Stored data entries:
────────────────────

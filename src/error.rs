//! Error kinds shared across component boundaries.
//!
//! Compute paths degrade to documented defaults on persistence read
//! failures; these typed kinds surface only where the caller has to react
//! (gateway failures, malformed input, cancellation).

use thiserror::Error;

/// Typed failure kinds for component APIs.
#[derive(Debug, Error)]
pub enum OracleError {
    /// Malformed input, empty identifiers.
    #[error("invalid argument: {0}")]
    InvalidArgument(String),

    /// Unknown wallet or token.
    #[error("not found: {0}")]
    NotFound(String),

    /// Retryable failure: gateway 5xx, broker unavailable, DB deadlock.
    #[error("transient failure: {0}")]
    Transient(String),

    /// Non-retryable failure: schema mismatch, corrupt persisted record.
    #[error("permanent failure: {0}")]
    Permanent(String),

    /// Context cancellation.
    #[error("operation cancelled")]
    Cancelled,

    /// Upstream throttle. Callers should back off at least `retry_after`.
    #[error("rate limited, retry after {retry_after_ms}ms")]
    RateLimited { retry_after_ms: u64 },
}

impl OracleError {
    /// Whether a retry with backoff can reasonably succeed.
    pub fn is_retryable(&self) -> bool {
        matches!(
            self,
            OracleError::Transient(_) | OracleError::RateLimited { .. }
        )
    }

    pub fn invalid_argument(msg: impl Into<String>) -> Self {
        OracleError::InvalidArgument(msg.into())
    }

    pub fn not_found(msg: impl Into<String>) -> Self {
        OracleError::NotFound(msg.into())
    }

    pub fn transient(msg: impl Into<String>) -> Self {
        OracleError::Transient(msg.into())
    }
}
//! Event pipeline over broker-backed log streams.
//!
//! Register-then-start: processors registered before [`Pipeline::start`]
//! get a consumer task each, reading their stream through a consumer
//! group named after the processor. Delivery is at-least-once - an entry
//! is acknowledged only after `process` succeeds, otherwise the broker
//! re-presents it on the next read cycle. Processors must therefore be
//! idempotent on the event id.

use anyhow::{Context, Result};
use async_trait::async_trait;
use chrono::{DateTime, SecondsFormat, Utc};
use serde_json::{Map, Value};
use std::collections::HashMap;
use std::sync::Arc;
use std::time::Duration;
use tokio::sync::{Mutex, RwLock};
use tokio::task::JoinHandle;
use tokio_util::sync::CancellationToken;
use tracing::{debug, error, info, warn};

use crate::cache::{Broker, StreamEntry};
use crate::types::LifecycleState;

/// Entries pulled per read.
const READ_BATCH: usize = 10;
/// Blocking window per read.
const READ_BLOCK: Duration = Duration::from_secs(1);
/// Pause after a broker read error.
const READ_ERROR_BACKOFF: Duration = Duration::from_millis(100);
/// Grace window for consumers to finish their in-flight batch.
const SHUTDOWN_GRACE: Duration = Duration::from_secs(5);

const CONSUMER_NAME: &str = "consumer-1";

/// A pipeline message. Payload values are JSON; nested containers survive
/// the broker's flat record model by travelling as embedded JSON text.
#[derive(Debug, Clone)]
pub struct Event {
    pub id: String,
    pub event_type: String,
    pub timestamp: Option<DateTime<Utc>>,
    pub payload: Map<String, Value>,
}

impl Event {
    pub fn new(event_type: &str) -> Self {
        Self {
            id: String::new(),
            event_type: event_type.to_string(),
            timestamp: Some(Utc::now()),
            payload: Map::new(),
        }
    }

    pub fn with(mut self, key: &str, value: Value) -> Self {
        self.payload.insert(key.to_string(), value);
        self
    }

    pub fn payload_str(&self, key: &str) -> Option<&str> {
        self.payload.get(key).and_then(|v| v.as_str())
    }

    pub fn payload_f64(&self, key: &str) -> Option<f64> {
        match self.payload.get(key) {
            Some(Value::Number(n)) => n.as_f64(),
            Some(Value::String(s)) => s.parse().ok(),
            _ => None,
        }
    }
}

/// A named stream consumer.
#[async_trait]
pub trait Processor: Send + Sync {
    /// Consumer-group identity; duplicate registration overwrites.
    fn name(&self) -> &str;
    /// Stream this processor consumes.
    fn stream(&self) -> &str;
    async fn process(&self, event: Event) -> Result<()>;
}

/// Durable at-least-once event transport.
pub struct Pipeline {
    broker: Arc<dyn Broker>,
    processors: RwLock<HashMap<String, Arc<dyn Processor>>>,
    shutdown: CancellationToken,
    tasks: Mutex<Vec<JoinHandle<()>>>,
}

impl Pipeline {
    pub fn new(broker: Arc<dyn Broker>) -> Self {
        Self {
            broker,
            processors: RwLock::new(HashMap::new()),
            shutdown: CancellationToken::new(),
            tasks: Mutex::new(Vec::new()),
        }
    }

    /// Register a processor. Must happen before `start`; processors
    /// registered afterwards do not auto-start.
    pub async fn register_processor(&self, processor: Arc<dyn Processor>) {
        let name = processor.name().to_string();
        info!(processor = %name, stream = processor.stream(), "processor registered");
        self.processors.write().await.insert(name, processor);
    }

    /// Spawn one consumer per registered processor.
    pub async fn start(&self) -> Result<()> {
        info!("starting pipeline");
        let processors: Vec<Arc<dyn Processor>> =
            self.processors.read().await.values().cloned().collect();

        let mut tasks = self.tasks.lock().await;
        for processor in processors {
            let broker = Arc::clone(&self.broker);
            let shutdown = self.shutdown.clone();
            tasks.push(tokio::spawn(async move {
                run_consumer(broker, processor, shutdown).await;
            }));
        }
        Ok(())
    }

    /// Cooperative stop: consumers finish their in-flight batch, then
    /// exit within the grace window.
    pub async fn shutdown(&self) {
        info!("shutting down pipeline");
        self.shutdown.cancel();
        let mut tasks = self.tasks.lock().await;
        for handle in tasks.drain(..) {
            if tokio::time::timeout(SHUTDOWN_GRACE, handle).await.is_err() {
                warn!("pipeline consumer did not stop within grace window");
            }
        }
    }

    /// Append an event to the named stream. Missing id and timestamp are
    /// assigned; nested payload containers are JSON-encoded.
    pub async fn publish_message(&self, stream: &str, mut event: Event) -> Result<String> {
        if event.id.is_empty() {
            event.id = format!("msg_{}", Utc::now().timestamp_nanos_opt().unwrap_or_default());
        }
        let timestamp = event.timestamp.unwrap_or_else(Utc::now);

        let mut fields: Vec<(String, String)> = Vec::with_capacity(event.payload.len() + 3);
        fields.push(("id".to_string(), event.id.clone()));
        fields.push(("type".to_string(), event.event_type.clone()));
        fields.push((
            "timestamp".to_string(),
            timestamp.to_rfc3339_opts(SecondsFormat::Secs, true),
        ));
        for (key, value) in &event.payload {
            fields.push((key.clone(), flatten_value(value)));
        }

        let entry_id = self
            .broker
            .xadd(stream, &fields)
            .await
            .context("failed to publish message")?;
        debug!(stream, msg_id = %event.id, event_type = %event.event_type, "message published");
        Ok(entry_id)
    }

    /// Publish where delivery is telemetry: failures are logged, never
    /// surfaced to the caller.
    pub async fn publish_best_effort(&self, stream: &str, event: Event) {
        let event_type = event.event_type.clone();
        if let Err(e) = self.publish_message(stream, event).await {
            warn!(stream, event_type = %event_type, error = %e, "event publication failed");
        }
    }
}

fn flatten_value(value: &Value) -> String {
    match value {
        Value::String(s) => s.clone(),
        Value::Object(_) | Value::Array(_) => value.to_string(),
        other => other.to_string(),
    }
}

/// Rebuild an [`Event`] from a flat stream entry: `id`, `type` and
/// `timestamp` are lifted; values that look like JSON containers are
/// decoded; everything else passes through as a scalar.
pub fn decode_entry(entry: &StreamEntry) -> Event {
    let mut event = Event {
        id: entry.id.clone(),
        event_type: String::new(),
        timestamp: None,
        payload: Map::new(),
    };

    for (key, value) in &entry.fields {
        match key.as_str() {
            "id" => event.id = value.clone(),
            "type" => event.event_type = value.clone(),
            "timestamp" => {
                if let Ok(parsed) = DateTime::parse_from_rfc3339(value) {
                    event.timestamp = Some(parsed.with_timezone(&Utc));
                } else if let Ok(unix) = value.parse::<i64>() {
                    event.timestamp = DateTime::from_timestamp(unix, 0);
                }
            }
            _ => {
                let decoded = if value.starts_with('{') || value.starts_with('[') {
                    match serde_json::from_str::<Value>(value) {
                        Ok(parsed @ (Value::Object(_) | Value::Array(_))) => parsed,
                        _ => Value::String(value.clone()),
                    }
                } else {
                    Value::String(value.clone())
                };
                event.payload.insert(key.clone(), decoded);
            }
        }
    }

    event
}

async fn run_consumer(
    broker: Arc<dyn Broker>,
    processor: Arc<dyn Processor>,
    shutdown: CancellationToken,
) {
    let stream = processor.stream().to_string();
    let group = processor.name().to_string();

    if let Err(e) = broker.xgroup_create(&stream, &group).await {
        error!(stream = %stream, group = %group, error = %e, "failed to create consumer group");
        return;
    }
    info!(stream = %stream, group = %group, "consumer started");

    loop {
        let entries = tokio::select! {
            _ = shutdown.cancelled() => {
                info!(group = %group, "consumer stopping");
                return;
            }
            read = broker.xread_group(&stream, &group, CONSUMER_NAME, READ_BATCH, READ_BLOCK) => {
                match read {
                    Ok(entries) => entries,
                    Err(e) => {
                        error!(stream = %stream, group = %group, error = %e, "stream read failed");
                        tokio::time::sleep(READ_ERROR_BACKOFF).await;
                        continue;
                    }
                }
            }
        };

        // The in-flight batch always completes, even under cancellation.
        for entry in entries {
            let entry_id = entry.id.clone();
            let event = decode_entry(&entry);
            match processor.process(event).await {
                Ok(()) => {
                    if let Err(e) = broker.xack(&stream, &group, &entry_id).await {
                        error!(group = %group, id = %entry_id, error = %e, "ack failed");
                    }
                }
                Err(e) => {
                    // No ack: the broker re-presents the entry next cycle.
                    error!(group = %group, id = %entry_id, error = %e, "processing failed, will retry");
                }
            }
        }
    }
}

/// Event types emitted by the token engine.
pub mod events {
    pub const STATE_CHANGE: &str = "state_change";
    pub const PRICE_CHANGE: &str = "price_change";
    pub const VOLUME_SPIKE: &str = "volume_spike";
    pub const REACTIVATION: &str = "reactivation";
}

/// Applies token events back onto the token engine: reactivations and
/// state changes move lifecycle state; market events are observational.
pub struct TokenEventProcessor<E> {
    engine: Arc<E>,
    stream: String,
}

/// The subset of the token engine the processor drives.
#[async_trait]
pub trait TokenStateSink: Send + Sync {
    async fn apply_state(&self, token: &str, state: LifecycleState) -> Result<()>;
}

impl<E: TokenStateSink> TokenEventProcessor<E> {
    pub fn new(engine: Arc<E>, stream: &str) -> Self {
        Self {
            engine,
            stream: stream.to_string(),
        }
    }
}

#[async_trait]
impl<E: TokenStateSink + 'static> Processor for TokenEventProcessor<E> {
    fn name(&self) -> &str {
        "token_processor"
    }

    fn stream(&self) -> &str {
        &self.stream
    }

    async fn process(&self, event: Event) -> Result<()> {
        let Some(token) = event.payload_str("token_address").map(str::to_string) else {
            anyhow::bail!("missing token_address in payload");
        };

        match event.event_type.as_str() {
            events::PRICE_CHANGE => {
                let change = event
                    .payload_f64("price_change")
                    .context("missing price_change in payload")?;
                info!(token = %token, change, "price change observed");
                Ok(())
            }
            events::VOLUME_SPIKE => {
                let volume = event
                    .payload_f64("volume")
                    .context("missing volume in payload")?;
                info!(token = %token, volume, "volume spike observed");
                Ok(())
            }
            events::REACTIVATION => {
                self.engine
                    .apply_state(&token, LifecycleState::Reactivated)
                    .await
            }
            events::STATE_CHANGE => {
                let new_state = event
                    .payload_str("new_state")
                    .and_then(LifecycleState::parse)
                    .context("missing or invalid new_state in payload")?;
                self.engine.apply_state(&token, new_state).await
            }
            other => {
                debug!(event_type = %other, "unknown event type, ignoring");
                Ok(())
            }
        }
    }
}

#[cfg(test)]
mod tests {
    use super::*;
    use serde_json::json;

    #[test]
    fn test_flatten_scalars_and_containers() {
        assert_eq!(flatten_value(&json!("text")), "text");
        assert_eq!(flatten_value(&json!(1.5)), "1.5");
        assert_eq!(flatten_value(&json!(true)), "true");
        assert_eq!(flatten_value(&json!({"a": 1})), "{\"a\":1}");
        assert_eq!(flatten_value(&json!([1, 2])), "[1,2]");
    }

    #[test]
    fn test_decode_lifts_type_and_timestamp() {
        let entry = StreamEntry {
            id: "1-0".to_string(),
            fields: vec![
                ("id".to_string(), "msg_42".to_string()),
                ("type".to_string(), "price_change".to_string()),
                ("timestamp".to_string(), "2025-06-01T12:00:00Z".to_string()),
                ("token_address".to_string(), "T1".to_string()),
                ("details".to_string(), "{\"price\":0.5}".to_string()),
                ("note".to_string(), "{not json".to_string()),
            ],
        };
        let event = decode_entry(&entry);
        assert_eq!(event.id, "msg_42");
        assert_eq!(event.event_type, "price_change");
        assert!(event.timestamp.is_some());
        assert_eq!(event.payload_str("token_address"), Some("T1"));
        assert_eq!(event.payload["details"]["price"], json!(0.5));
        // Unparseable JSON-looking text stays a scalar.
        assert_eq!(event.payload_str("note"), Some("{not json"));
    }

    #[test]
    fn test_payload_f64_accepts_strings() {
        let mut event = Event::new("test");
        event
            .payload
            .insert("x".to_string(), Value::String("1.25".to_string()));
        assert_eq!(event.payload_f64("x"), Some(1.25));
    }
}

────────────────────

TASK STATEMENT:
Copy out each line of the data that has the word "observed" in it.

EXERCISE SOLUTION:
                info!(token = %token, change, "price change observed");
                info!(token = %token, volume, "volume spike observed");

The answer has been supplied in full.